The allegations are sickening.
A young Indigenous man pressured to leave his partner and terminate a much-wanted pregnancy simply for the sake of his footballing career.
SIM cards removed from players’ phones who were then moved into coaches’ homes in a deliberate attempt to cut them off from their families.
The partner of one player left so distraught she resorted to contacting police to check her boyfriend was safe.
AFL boss Gillon McLachlan called the allegations contained in a review of racism at Hawthorn Football Club during Alastair Clarkson’s four-time premiership winning tenure “a tough read”.
We call them deplorable. Disgusting. Distressing. They’re also depressingly believable.
Football has always had an undercurrent of racial tension. It bubbles along under the surface And then, occasionally, it erupts.
West Australian great Nicky Winmar defiantly lifting his jumper in response to racist taunts from the crowd in 1993.
Michael Long standing up to Damian Monkhorst in front of a packed MCG on Anzac Day 1995. The barbaric booing of Adam Goodes.

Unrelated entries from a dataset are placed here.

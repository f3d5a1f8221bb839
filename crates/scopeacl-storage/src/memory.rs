//! In-memory collaborator implementations.
//!
//! Used by tests and by single-node deployments that configure the `memory`
//! backend. All three stores are backed by `DashMap` for lock-free concurrent
//! access from many units of work.

use std::collections::BTreeSet;
use std::sync::atomic::{AtomicI64, Ordering};
use std::sync::Arc;
use std::time::{Duration, Instant};

use async_trait::async_trait;
use dashmap::DashMap;
use tracing::instrument;

use crate::error::{StorageError, StorageResult};
use crate::traits::{
    AssignmentReader, AssignmentRow, ContextId, ContextRecord, ContextStore, KeyValueStore,
    NewContext, RoleId, UserId, ROOT_CONTEXT_ID,
};

/// In-memory implementation of [`ContextStore`].
///
/// # Performance Characteristics
///
/// - **Get by id**: O(1) (DashMap lookup)
/// - **Find by (level, instance_id)**: O(1) via a secondary index
/// - **Create**: O(1), id assigned from an atomic sequence
#[derive(Debug)]
pub struct MemoryContextStore {
    contexts: DashMap<ContextId, ContextRecord>,
    /// Secondary index: (level, instance_id) -> context id.
    by_owner: DashMap<(String, i64), ContextId>,
    next_id: AtomicI64,
}

impl MemoryContextStore {
    /// Creates a store holding only the root context.
    pub fn new() -> Self {
        let contexts = DashMap::new();
        contexts.insert(ROOT_CONTEXT_ID, ContextRecord::root());
        Self {
            contexts,
            by_owner: DashMap::new(),
            next_id: AtomicI64::new(ROOT_CONTEXT_ID + 1),
        }
    }

    /// Creates a store with no contexts at all, not even the root.
    ///
    /// Only useful to exercise the missing-root configuration error.
    pub fn without_root() -> Self {
        Self {
            contexts: DashMap::new(),
            by_owner: DashMap::new(),
            next_id: AtomicI64::new(ROOT_CONTEXT_ID + 1),
        }
    }

    /// Creates a new store wrapped in Arc.
    pub fn new_shared() -> Arc<Self> {
        Arc::new(Self::new())
    }

    /// Inserts a record verbatim, bypassing id assignment.
    ///
    /// Intended for seeding fixtures with well-known ids. The id sequence is
    /// advanced past the inserted id.
    pub fn insert_record(&self, record: ContextRecord) {
        if let Some(instance_id) = record.instance_id {
            self.by_owner
                .insert((record.level.clone(), instance_id), record.id);
        }
        self.next_id.fetch_max(record.id + 1, Ordering::SeqCst);
        self.contexts.insert(record.id, record);
    }

    /// Returns the number of stored contexts, root included.
    pub fn len(&self) -> usize {
        self.contexts.len()
    }

    /// Returns true if no context is stored.
    pub fn is_empty(&self) -> bool {
        self.contexts.is_empty()
    }
}

impl Default for MemoryContextStore {
    fn default() -> Self {
        Self::new()
    }
}

#[async_trait]
impl ContextStore for MemoryContextStore {
    async fn get_context(&self, id: ContextId) -> StorageResult<Option<ContextRecord>> {
        Ok(self.contexts.get(&id).map(|c| c.value().clone()))
    }

    async fn find_context(
        &self,
        level: &str,
        instance_id: i64,
    ) -> StorageResult<Option<ContextRecord>> {
        let id = match self.by_owner.get(&(level.to_string(), instance_id)) {
            Some(id) => *id.value(),
            None => return Ok(None),
        };
        Ok(self.contexts.get(&id).map(|c| c.value().clone()))
    }

    #[instrument(skip(self, context), fields(level = %context.level, instance_id = context.instance_id))]
    async fn create_context(&self, context: NewContext) -> StorageResult<ContextRecord> {
        if context.level.trim().is_empty() {
            return Err(StorageError::InvalidInput {
                message: "context level cannot be empty".to_string(),
            });
        }
        if !self.contexts.contains_key(&context.parent_id) {
            return Err(StorageError::ParentNotFound {
                parent_id: context.parent_id,
            });
        }

        // Use atomic entry API so two racing creators cannot both insert.
        // The record is stored before the index entry is published, so a
        // concurrent `find_context` never sees an id without its record.
        use dashmap::mapref::entry::Entry;
        let owner_key = (context.level.clone(), context.instance_id);
        match self.by_owner.entry(owner_key) {
            Entry::Occupied(_) => Err(StorageError::ContextConflict {
                level: context.level,
                instance_id: Some(context.instance_id),
            }),
            Entry::Vacant(entry) => {
                let id = self.next_id.fetch_add(1, Ordering::SeqCst);
                let record = ContextRecord {
                    id,
                    parent_id: Some(context.parent_id),
                    path: context.path_for(id),
                    level: context.level,
                    instance_id: Some(context.instance_id),
                    depth: context.depth,
                };
                self.contexts.insert(id, record.clone());
                entry.insert(id);
                Ok(record)
            }
        }
    }
}

#[derive(Debug, Clone)]
struct RoleRecord {
    name: String,
    permissions: BTreeSet<String>,
}

/// In-memory role, permission and assignment storage.
///
/// Implements [`AssignmentReader`] with a single pass over the user's
/// assignments, joining roles and permissions in memory.
#[derive(Debug, Default)]
pub struct MemoryAssignmentStore {
    roles: DashMap<RoleId, RoleRecord>,
    /// user id -> (role id, context id) pairs.
    assignments: DashMap<UserId, Vec<(RoleId, ContextId)>>,
}

impl MemoryAssignmentStore {
    /// Creates an empty store.
    pub fn new() -> Self {
        Self::default()
    }

    /// Creates a new store wrapped in Arc.
    pub fn new_shared() -> Arc<Self> {
        Arc::new(Self::new())
    }

    /// Creates or renames a role.
    pub fn upsert_role(&self, role_id: RoleId, name: &str) {
        self.roles
            .entry(role_id)
            .and_modify(|r| r.name = name.to_string())
            .or_insert_with(|| RoleRecord {
                name: name.to_string(),
                permissions: BTreeSet::new(),
            });
    }

    /// Attaches a permission to a role.
    pub fn grant_permission(&self, role_id: RoleId, permission: &str) -> StorageResult<()> {
        let mut role = self
            .roles
            .get_mut(&role_id)
            .ok_or(StorageError::RoleNotFound { role_id })?;
        role.permissions.insert(permission.to_string());
        Ok(())
    }

    /// Detaches a permission from a role.
    pub fn revoke_permission(&self, role_id: RoleId, permission: &str) -> StorageResult<()> {
        let mut role = self
            .roles
            .get_mut(&role_id)
            .ok_or(StorageError::RoleNotFound { role_id })?;
        role.permissions.remove(permission);
        Ok(())
    }

    /// Assigns a role to a user at a context.
    pub fn assign_role(
        &self,
        user_id: UserId,
        role_id: RoleId,
        context_id: ContextId,
    ) -> StorageResult<()> {
        if !self.roles.contains_key(&role_id) {
            return Err(StorageError::RoleNotFound { role_id });
        }
        let mut held = self.assignments.entry(user_id).or_default();
        if !held.contains(&(role_id, context_id)) {
            held.push((role_id, context_id));
        }
        Ok(())
    }

    /// Removes a role assignment. Removing a missing assignment is a no-op.
    pub fn revoke_role(&self, user_id: UserId, role_id: RoleId, context_id: ContextId) {
        if let Some(mut held) = self.assignments.get_mut(&user_id) {
            held.retain(|a| *a != (role_id, context_id));
        }
    }

    /// Returns the users holding `role_id` anywhere.
    ///
    /// Callers use this to find whose snapshots to invalidate after changing a
    /// role's permissions.
    pub fn users_with_role(&self, role_id: RoleId) -> Vec<UserId> {
        let mut users: Vec<UserId> = self
            .assignments
            .iter()
            .filter(|entry| entry.value().iter().any(|(r, _)| *r == role_id))
            .map(|entry| *entry.key())
            .collect();
        users.sort_unstable();
        users
    }
}

#[async_trait]
impl AssignmentReader for MemoryAssignmentStore {
    async fn load_assignments(&self, user_id: UserId) -> StorageResult<Vec<AssignmentRow>> {
        // Copy the pairs out first so no assignments shard stays locked while
        // the roles map is read.
        let held = match self.assignments.get(&user_id) {
            Some(held) => held.value().clone(),
            None => return Ok(Vec::new()),
        };

        let mut rows = Vec::with_capacity(held.len());
        for (role_id, context_id) in held {
            let role = self
                .roles
                .get(&role_id)
                .ok_or(StorageError::RoleNotFound { role_id })?;
            rows.push(AssignmentRow {
                role_id,
                role_name: role.name.clone(),
                context_id,
                permission_names: role.permissions.iter().cloned().collect(),
            });
        }
        Ok(rows)
    }
}

#[derive(Debug, Clone)]
struct KvEntry {
    value: Vec<u8>,
    expires_at: Instant,
}

/// In-memory [`KeyValueStore`] with per-entry expiry.
///
/// Expired entries are dropped lazily on read.
#[derive(Debug, Default)]
pub struct MemoryKeyValueStore {
    entries: DashMap<String, KvEntry>,
}

impl MemoryKeyValueStore {
    /// Creates an empty store.
    pub fn new() -> Self {
        Self::default()
    }

    /// Creates a new store wrapped in Arc.
    pub fn new_shared() -> Arc<Self> {
        Arc::new(Self::new())
    }

    /// Returns true if `key` holds a live value.
    pub fn contains_key(&self, key: &str) -> bool {
        self.entries
            .get(key)
            .is_some_and(|e| e.expires_at > Instant::now())
    }

    /// Returns the remaining time-to-live of `key`, if present.
    pub fn ttl(&self, key: &str) -> Option<Duration> {
        self.entries
            .get(key)
            .and_then(|e| e.expires_at.checked_duration_since(Instant::now()))
    }
}

#[async_trait]
impl KeyValueStore for MemoryKeyValueStore {
    async fn get(&self, key: &str) -> StorageResult<Option<Vec<u8>>> {
        let now = Instant::now();
        if let Some(entry) = self.entries.get(key) {
            if entry.expires_at > now {
                return Ok(Some(entry.value.clone()));
            }
        } else {
            return Ok(None);
        }
        // Expired: remove only if nobody refreshed it in between
        self.entries.remove_if(key, |_, e| e.expires_at <= now);
        Ok(None)
    }

    async fn set(&self, key: &str, value: Vec<u8>, ttl: Duration) -> StorageResult<()> {
        let expires_at =
            Instant::now()
                .checked_add(ttl)
                .ok_or_else(|| StorageError::InvalidInput {
                    message: format!("ttl of {}s is out of range", ttl.as_secs()),
                })?;
        self.entries
            .insert(key.to_string(), KvEntry { value, expires_at });
        Ok(())
    }

    async fn delete(&self, key: &str) -> StorageResult<()> {
        self.entries.remove(key);
        Ok(())
    }
}
//! Per-process progress tracking.

use std::path::Path;
use std::sync::Arc;

use filedeck_core::{EngineError, Message, OperationKind, Process, ProcessId, Result};
use tokio_util::sync::CancellationToken;

use crate::engine::OpsContext;

/// Run blocking filesystem work off the async worker threads.
pub(crate) async fn run_blocking<T, F>(f: F) -> Result<T>
where
    F: FnOnce() -> Result<T> + Send + 'static,
    T: Send + 'static,
{
    tokio::task::spawn_blocking(f)
        .await
        .map_err(|e| EngineError::TaskFailed {
            message: e.to_string(),
        })?
}

/// Handle for advancing a running process, usable from blocking threads.
#[derive(Clone)]
pub(crate) struct Ticker {
    id: ProcessId,
    ctx: Arc<OpsContext>,
    cancel: CancellationToken,
}

impl Ticker {
    /// Mark `n` more units done with `item` as the current label, then
    /// offer the snapshot to the bus.
    pub fn advance(&self, item: &Path, n: usize) {
        let snapshot = self.ctx.registry.update(self.id, |p| {
            if !p.is_finished() {
                p.set_current(item);
                p.advance(n);
            }
        });
        if let Some(snapshot) = snapshot {
            self.ctx.bus.tick(Message::process(snapshot));
        }
    }

    /// Error out if the process was cancelled. Checked between items only.
    pub fn check_cancelled(&self) -> Result<()> {
        if self.cancel.is_cancelled() {
            return Err(EngineError::Cancelled);
        }
        Ok(())
    }
}

/// Owner of one process's lifecycle.
///
/// The terminal methods consume the tracker, so a process is finished and
/// announced at most once.
pub(crate) struct ProcessTracker {
    ticker: Ticker,
    initial: Process,
}

impl ProcessTracker {
    /// Allocate and record a new in-progress process without announcing it.
    pub fn register(ctx: &Arc<OpsContext>, kind: OperationKind, first_item: &Path, total: usize) -> Self {
        let id = ctx.registry.next_id();
        let process = Process::new(id, kind, first_item, total);
        ctx.registry.insert(process.clone());

        let cancel = CancellationToken::new();
        ctx.cancel_tokens.insert(id, cancel.clone());

        tracing::debug!(target: "filedeck::ops", %id, %kind, total, item = %first_item.display(), "process registered");

        Self {
            ticker: Ticker {
                id,
                ctx: Arc::clone(ctx),
                cancel,
            },
            initial: process,
        }
    }

    /// Register and announce in one step.
    pub async fn start(ctx: &Arc<OpsContext>, kind: OperationKind, first_item: &Path, total: usize) -> Self {
        let tracker = Self::register(ctx, kind, first_item, total);
        tracker.announce().await;
        tracker
    }

    pub fn id(&self) -> ProcessId {
        self.ticker.id
    }

    pub fn ticker(&self) -> Ticker {
        self.ticker.clone()
    }

    /// Set `total` once it is known. Call before the first announcement.
    pub fn set_total(&self, total: usize) {
        self.ticker.ctx.registry.update(self.id(), |p| p.total = total);
    }

    /// Announce the current snapshot; never dropped.
    pub async fn announce(&self) {
        if let Some(snapshot) = self.ticker.ctx.registry.record(self.id()) {
            self.ticker.ctx.bus.announce(Message::process(snapshot)).await;
        }
    }

    pub async fn succeed(self) -> Process {
        let process = self.finish(|p| p.succeed()).await;
        tracing::info!(target: "filedeck::ops", id = %process.id, kind = %process.kind, done = process.done, "process finished");
        process
    }

    /// Finish as failed, labelled with the offending item.
    pub async fn fail(self, item: &Path, error: &EngineError) -> Process {
        tracing::error!(target: "filedeck::ops", id = %self.id(), path = %item.display(), %error, "process failed");
        self.finish(|p| {
            p.set_current(item);
            p.fail()
        })
        .await
    }

    async fn finish(self, outcome: impl FnOnce(&mut Process) -> Result<()>) -> Process {
        let ctx = &self.ticker.ctx;
        let id = self.ticker.id;
        ctx.cancel_tokens.remove(&id);

        let mut process = ctx.registry.record(id).unwrap_or(self.initial);
        if let Err(e) = outcome(&mut process) {
            tracing::warn!(target: "filedeck::ops", %id, error = %e, "ignoring second terminal transition");
        }
        ctx.registry.insert(process.clone());
        ctx.bus.announce(Message::process(process.clone())).await;
        process
    }
}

The bombshell Hawthorn report follows a review into Collingwood’s culture last year that found the club was guilty of “systemic racism” which resulted in “profound and enduring harm” to Indigenous and African players.
That review resulted in the exit of Eddie McGuire as club president after 22 years.
If proven, these latest allegations will spell the end of the careers of Clarkson — the most successful coach of the modern era who is now contracted to North Melbourne — as well as Brisbane’s Chris Fagan and others named in the report.
McLachlan has already committed to commissioning an external, independent panel review of the allegations. A four-person panel led by a King’s Counsel will investigate what he called “harrowing stories”. But it can’t end there.
We now have two AFL clubs that have undertaken reviews into racism. Both have revealed appalling instances of discrimination. There are 16 more clubs in the AFL.
Each must now commit to their own reviews. We call on the two West Australians clubs, the West Coast Eagles and the Fremantle Dockers, to do so.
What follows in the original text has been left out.